■ **Data extracts**:

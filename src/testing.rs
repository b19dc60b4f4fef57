//! Mock implementations for testing
//!
//! These mocks enable engine, delivery and bridge tests without real I/O.

use crate::delivery::{PresentationSink, SinkError, Status};
use crate::format::Fragment;
use crate::llm::{CompletionClient, CompletionRequest, LlmError, StructuredResult};
use async_trait::async_trait;
use std::collections::VecDeque;
use std::sync::{Arc, Mutex};
use std::time::Duration;
use tokio::sync::Notify;

// ============================================================================
// Mock Completion Client
// ============================================================================

/// Mock completion client that returns queued results
pub struct MockCompletionClient {
    results: Mutex<VecDeque<Result<StructuredResult, LlmError>>>,
    model_id: String,
    /// Record of all requests made
    pub requests: Mutex<Vec<CompletionRequest>>,
}

#[allow(dead_code)]
impl MockCompletionClient {
    pub fn new(model_id: impl Into<String>) -> Self {
        Self {
            results: Mutex::new(VecDeque::new()),
            model_id: model_id.into(),
            requests: Mutex::new(Vec::new()),
        }
    }

    /// Queue a successful result
    pub fn queue_result(&self, result: StructuredResult) {
        self.results.lock().unwrap().push_back(Ok(result));
    }

    /// Queue an error
    pub fn queue_error(&self, error: LlmError) {
        self.results.lock().unwrap().push_back(Err(error));
    }

    /// Get recorded requests
    pub fn recorded_requests(&self) -> Vec<CompletionRequest> {
        self.requests.lock().unwrap().clone()
    }

    fn next_result(&self) -> Result<StructuredResult, LlmError> {
        self.results
            .lock()
            .unwrap()
            .pop_front()
            .unwrap_or_else(|| Err(LlmError::network("No mock result queued")))
    }
}

#[async_trait]
impl CompletionClient for MockCompletionClient {
    async fn complete(&self, request: &CompletionRequest) -> Result<StructuredResult, LlmError> {
        self.requests.lock().unwrap().push(request.clone());
        self.next_result()
    }

    fn model_id(&self) -> &str {
        &self.model_id
    }
}

// ============================================================================
// Delayed Mock Completion Client (for busy and shutdown testing)
// ============================================================================

/// Mock completion client with configurable delay
pub struct DelayedMockCompletionClient {
    inner: MockCompletionClient,
    delay: Duration,
    /// Notified when a request starts (for test synchronization)
    pub request_started: Arc<Notify>,
}

#[allow(dead_code)]
impl DelayedMockCompletionClient {
    pub fn new(model_id: impl Into<String>, delay: Duration) -> Self {
        Self {
            inner: MockCompletionClient::new(model_id),
            delay,
            request_started: Arc::new(Notify::new()),
        }
    }

    pub fn queue_result(&self, result: StructuredResult) {
        self.inner.queue_result(result);
    }

    pub fn recorded_requests(&self) -> Vec<CompletionRequest> {
        self.inner.recorded_requests()
    }
}

#[async_trait]
impl CompletionClient for DelayedMockCompletionClient {
    async fn complete(&self, request: &CompletionRequest) -> Result<StructuredResult, LlmError> {
        self.inner.requests.lock().unwrap().push(request.clone());
        self.request_started.notify_one();
        tokio::time::sleep(self.delay).await;
        self.inner.next_result()
    }

    fn model_id(&self) -> &str {
        self.inner.model_id()
    }
}

// ============================================================================
// Presentation Sinks
// ============================================================================

/// Every call a sink received, in order
#[derive(Debug, Clone, PartialEq, Eq)]
pub enum SinkCall {
    Begin(String),
    Append(Fragment),
    Finalize,
    Error(String),
    Status(Status),
}

/// Sink that records everything it is given
#[derive(Debug, Default)]
pub struct RecordingSink {
    pub calls: Vec<SinkCall>,
}

#[allow(dead_code)]
impl RecordingSink {
    pub fn new() -> Self {
        Self::default()
    }

    pub fn appended(&self) -> Vec<Fragment> {
        self.calls
            .iter()
            .filter_map(|call| match call {
                SinkCall::Append(fragment) => Some(fragment.clone()),
                _ => None,
            })
            .collect()
    }

    /// Appended text, words joined by spaces and breaks as newlines
    pub fn text(&self) -> String {
        let mut out = String::new();
        for fragment in self.appended() {
            match fragment {
                Fragment::Text(text) => {
                    if !out.is_empty() && !out.ends_with('\n') {
                        out.push(' ');
                    }
                    out.push_str(&text);
                }
                Fragment::Break => out.push('\n'),
            }
        }
        out
    }

    pub fn errors(&self) -> Vec<String> {
        self.calls
            .iter()
            .filter_map(|call| match call {
                SinkCall::Error(message) => Some(message.clone()),
                _ => None,
            })
            .collect()
    }

    pub fn statuses(&self) -> Vec<Status> {
        self.calls
            .iter()
            .filter_map(|call| match call {
                SinkCall::Status(status) => Some(*status),
                _ => None,
            })
            .collect()
    }
}

impl PresentationSink for RecordingSink {
    fn begin(&mut self, raw: &str) -> Result<(), SinkError> {
        self.calls.push(SinkCall::Begin(raw.to_string()));
        Ok(())
    }

    fn append(&mut self, fragment: &Fragment) -> Result<(), SinkError> {
        self.calls.push(SinkCall::Append(fragment.clone()));
        Ok(())
    }

    fn finalize(&mut self) -> Result<(), SinkError> {
        self.calls.push(SinkCall::Finalize);
        Ok(())
    }

    fn report_error(&mut self, message: &str) {
        self.calls.push(SinkCall::Error(message.to_string()));
    }

    fn status(&mut self, status: Status) {
        self.calls.push(SinkCall::Status(status));
    }
}

/// Sink whose appends fail on a chosen call
pub struct FailingSink {
    pub inner: RecordingSink,
    /// Zero-based append call that fails; `None` fails every append
    fail_at: Option<usize>,
    appends: usize,
}

#[allow(dead_code)]
impl FailingSink {
    /// Fail only the `index`-th append
    pub fn once_at(index: usize) -> Self {
        Self {
            inner: RecordingSink::new(),
            fail_at: Some(index),
            appends: 0,
        }
    }

    /// Fail every append
    pub fn always() -> Self {
        Self {
            inner: RecordingSink::new(),
            fail_at: None,
            appends: 0,
        }
    }
}

impl PresentationSink for FailingSink {
    fn begin(&mut self, raw: &str) -> Result<(), SinkError> {
        self.inner.begin(raw)
    }

    fn append(&mut self, fragment: &Fragment) -> Result<(), SinkError> {
        let call = self.appends;
        self.appends += 1;
        match self.fail_at {
            Some(index) if index != call => self.inner.append(fragment),
            _ => Err(SinkError::Disconnected),
        }
    }

    fn finalize(&mut self) -> Result<(), SinkError> {
        self.inner.finalize()
    }

    fn report_error(&mut self, message: &str) {
        self.inner.report_error(message);
    }

    fn status(&mut self, status: Status) {
        self.inner.status(status);
    }
}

■ **Task requirements**:
When a line contains the string "queued", count that line; once every line of the records has been checked, state the count alone.

■ **Solution to the problem**:
2